> _Data under study_:

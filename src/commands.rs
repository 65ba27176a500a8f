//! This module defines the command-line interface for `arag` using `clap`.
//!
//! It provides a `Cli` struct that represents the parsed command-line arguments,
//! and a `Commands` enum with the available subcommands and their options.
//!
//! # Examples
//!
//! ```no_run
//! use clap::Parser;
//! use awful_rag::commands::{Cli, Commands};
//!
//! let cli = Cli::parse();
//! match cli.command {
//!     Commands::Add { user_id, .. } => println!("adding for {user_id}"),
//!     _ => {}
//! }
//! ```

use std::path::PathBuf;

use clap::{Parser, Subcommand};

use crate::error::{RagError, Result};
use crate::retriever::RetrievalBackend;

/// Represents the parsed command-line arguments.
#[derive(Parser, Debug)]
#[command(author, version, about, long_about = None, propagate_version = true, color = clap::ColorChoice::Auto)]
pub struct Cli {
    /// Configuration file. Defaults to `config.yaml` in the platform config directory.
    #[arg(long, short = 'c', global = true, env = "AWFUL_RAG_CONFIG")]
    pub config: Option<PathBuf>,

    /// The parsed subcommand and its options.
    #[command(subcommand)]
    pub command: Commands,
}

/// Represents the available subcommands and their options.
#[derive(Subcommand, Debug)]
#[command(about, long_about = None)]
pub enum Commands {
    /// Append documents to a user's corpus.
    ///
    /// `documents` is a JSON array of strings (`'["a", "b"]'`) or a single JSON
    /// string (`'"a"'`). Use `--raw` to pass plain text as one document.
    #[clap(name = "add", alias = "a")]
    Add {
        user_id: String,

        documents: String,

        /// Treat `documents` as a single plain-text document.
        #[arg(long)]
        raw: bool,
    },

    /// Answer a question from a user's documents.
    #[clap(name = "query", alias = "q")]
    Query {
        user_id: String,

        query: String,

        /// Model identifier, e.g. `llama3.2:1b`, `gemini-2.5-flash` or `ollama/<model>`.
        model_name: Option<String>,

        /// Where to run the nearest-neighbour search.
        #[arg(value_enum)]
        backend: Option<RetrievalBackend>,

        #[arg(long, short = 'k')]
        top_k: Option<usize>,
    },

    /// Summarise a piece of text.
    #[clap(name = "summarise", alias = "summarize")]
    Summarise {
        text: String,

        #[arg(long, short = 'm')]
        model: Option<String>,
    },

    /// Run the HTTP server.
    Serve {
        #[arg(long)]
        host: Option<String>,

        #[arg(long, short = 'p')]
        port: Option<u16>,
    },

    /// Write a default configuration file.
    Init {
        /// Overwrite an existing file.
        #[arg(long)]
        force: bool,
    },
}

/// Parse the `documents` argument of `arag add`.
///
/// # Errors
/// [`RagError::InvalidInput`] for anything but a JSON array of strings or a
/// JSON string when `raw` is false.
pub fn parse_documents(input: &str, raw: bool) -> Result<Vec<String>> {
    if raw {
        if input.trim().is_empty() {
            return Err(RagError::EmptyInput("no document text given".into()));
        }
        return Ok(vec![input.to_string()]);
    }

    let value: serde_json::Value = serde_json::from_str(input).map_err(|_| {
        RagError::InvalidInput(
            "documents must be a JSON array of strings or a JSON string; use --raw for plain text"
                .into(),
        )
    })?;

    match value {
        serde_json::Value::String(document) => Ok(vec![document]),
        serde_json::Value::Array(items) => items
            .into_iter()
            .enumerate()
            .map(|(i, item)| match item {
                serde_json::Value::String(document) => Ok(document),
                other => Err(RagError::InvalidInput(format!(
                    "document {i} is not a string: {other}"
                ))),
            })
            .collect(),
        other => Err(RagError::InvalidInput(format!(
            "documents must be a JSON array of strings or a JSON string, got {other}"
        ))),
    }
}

--

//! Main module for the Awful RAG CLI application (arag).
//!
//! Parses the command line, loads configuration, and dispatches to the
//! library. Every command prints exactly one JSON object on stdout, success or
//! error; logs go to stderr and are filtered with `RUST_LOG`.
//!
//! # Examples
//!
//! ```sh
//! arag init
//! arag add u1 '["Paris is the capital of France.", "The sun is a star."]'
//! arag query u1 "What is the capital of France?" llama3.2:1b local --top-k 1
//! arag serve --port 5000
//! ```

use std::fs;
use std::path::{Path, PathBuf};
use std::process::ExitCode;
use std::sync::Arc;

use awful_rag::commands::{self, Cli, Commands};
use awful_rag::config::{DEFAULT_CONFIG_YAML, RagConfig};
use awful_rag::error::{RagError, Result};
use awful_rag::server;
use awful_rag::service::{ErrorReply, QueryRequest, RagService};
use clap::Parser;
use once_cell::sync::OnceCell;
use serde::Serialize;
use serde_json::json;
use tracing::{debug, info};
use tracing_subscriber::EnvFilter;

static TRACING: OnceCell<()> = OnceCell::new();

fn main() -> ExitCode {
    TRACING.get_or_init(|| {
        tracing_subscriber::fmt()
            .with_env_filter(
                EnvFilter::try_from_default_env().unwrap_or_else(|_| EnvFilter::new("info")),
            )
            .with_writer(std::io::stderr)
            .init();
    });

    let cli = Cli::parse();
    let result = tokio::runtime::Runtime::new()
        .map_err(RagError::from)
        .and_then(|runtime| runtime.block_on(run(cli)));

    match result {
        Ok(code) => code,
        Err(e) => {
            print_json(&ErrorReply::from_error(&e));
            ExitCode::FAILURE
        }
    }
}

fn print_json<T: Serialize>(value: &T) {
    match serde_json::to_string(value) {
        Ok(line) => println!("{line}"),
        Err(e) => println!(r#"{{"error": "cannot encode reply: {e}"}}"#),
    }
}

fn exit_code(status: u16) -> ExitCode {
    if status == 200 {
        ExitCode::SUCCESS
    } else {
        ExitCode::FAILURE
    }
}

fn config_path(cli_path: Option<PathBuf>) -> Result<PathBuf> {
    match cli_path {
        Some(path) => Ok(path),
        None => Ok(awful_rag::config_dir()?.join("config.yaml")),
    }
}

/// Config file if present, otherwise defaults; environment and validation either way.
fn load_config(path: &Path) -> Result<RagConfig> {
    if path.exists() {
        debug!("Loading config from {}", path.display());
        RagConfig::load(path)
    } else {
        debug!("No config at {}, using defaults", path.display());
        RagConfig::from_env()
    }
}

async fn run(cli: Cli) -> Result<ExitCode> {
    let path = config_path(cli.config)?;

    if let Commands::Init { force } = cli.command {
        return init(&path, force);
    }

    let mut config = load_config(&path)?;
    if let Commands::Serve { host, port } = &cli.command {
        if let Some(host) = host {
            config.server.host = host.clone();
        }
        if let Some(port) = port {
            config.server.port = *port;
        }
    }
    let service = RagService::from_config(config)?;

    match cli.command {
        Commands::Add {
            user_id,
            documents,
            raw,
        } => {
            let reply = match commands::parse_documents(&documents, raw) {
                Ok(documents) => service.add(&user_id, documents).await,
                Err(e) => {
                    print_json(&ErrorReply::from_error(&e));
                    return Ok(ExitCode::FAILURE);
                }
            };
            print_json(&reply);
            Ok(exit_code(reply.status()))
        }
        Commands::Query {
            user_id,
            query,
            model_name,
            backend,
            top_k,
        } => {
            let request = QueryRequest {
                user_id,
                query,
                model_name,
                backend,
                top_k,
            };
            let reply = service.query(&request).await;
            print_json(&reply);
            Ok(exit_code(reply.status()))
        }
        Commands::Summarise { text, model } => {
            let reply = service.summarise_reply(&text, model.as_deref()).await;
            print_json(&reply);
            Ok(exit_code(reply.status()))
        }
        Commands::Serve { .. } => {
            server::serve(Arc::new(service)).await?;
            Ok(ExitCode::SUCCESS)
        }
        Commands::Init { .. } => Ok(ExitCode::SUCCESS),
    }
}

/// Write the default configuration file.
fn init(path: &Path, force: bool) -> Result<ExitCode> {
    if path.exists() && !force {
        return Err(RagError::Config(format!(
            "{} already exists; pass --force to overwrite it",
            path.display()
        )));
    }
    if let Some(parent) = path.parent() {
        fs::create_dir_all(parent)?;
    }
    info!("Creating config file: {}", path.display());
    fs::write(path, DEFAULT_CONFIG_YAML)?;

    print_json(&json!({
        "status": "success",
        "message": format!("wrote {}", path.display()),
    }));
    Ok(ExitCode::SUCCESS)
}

* * *

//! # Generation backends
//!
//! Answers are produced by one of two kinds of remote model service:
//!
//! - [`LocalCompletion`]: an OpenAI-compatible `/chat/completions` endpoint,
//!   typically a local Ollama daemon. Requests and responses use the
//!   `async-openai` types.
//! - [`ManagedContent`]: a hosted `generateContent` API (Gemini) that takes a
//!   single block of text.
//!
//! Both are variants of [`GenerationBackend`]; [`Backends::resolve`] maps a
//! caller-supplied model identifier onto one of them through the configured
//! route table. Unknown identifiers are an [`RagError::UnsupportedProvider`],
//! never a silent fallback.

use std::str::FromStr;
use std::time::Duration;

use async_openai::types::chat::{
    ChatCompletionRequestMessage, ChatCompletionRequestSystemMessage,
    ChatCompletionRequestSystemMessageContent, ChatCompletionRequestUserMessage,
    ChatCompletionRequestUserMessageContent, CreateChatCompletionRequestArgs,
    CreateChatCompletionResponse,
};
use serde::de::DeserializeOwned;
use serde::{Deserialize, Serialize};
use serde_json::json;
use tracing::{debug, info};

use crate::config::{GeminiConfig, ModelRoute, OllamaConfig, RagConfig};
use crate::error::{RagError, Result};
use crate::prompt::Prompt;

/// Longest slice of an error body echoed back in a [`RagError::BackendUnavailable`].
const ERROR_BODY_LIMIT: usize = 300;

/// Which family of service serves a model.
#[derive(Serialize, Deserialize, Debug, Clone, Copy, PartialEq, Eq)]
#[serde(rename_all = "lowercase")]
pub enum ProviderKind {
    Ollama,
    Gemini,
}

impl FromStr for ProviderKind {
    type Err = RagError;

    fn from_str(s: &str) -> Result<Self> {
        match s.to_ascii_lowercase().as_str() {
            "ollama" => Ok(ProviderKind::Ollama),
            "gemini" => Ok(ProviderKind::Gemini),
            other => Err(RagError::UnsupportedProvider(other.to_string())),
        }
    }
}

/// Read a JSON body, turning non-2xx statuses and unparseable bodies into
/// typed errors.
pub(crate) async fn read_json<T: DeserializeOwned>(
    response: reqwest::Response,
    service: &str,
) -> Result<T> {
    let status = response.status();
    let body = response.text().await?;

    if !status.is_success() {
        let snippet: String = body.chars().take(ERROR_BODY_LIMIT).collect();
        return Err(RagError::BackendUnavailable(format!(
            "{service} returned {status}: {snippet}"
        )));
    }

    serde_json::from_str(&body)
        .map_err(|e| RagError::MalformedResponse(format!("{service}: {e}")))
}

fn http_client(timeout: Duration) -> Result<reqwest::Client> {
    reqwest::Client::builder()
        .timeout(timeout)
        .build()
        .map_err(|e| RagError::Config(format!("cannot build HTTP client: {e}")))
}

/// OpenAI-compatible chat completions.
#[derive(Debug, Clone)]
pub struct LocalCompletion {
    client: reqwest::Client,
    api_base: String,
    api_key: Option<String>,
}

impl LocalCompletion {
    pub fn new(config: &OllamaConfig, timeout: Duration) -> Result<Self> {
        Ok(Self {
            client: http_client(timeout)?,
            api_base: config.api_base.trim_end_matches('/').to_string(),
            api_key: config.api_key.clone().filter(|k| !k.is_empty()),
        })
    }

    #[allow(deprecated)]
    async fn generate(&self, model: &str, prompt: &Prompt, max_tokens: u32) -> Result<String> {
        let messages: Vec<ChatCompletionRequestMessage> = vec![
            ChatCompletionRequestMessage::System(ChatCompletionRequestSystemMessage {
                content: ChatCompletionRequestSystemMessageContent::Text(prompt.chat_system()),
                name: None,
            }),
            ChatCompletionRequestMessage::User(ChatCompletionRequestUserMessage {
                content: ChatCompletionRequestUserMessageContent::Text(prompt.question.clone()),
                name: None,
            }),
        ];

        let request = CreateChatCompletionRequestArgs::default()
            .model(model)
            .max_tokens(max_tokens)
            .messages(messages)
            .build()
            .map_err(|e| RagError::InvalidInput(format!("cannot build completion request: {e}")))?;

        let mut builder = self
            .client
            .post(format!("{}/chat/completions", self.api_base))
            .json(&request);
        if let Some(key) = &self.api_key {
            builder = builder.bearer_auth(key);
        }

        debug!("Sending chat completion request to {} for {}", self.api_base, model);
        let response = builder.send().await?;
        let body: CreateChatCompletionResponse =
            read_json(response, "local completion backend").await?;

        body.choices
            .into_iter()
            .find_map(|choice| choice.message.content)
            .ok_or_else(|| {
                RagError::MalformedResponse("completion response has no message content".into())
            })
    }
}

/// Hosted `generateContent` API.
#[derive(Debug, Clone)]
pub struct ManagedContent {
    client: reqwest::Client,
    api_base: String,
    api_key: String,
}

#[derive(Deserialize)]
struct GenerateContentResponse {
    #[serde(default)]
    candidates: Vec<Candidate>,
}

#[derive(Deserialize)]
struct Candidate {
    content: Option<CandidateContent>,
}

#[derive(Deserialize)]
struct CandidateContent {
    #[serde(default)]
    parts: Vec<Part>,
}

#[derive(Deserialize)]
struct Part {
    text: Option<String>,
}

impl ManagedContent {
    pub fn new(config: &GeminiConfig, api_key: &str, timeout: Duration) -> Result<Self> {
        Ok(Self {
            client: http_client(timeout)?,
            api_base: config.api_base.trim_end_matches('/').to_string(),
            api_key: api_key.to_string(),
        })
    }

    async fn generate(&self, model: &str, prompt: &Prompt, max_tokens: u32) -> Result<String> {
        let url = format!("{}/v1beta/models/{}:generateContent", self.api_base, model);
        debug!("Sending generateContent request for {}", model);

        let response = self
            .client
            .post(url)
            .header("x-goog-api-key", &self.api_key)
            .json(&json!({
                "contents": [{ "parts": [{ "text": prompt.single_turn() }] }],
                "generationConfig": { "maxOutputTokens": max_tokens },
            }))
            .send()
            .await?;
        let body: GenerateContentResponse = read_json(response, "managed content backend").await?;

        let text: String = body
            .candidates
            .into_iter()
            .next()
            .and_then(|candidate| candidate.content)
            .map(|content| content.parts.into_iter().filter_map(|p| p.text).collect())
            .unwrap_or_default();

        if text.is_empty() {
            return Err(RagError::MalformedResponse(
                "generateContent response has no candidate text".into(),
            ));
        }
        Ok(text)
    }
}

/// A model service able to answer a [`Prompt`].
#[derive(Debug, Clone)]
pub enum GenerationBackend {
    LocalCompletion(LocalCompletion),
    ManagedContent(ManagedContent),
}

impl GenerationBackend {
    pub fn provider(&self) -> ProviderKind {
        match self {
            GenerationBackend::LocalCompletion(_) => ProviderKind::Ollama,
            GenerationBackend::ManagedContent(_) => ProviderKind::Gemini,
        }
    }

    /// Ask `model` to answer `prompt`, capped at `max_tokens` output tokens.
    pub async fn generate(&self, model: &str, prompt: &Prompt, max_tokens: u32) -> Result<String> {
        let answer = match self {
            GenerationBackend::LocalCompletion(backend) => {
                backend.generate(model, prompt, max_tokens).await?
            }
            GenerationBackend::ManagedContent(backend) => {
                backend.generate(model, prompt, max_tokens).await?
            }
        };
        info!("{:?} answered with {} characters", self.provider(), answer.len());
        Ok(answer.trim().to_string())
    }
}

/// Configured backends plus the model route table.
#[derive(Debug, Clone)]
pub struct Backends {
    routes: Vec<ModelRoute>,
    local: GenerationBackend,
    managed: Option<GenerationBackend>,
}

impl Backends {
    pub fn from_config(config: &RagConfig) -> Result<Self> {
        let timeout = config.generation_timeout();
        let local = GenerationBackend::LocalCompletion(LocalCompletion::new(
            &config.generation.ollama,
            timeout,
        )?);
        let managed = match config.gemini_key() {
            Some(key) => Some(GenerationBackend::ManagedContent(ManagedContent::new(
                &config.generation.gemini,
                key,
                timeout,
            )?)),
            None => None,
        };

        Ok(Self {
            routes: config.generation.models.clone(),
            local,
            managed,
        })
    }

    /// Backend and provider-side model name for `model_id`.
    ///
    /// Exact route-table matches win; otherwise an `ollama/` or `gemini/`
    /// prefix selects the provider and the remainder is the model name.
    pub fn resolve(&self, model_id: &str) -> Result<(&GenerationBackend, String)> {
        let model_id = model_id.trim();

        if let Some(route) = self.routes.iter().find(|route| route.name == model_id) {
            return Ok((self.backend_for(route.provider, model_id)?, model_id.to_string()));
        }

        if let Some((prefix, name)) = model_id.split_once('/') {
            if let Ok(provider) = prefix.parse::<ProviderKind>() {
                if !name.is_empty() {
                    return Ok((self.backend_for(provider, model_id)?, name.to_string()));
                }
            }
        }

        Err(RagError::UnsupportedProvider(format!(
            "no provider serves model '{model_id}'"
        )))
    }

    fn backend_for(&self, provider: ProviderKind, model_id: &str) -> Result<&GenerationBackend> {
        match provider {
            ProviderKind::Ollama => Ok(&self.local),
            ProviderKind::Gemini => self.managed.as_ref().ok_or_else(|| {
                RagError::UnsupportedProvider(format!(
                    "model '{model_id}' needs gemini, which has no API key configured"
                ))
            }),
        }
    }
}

> _Your task_:
Of the lines in the data, report each one containing the string "OllamaConfig".

> _Output for this task_:
use crate::config::{GeminiConfig, ModelRoute, OllamaConfig, RagConfig};
    pub fn new(config: &OllamaConfig, timeout: Duration) -> Result<Self> {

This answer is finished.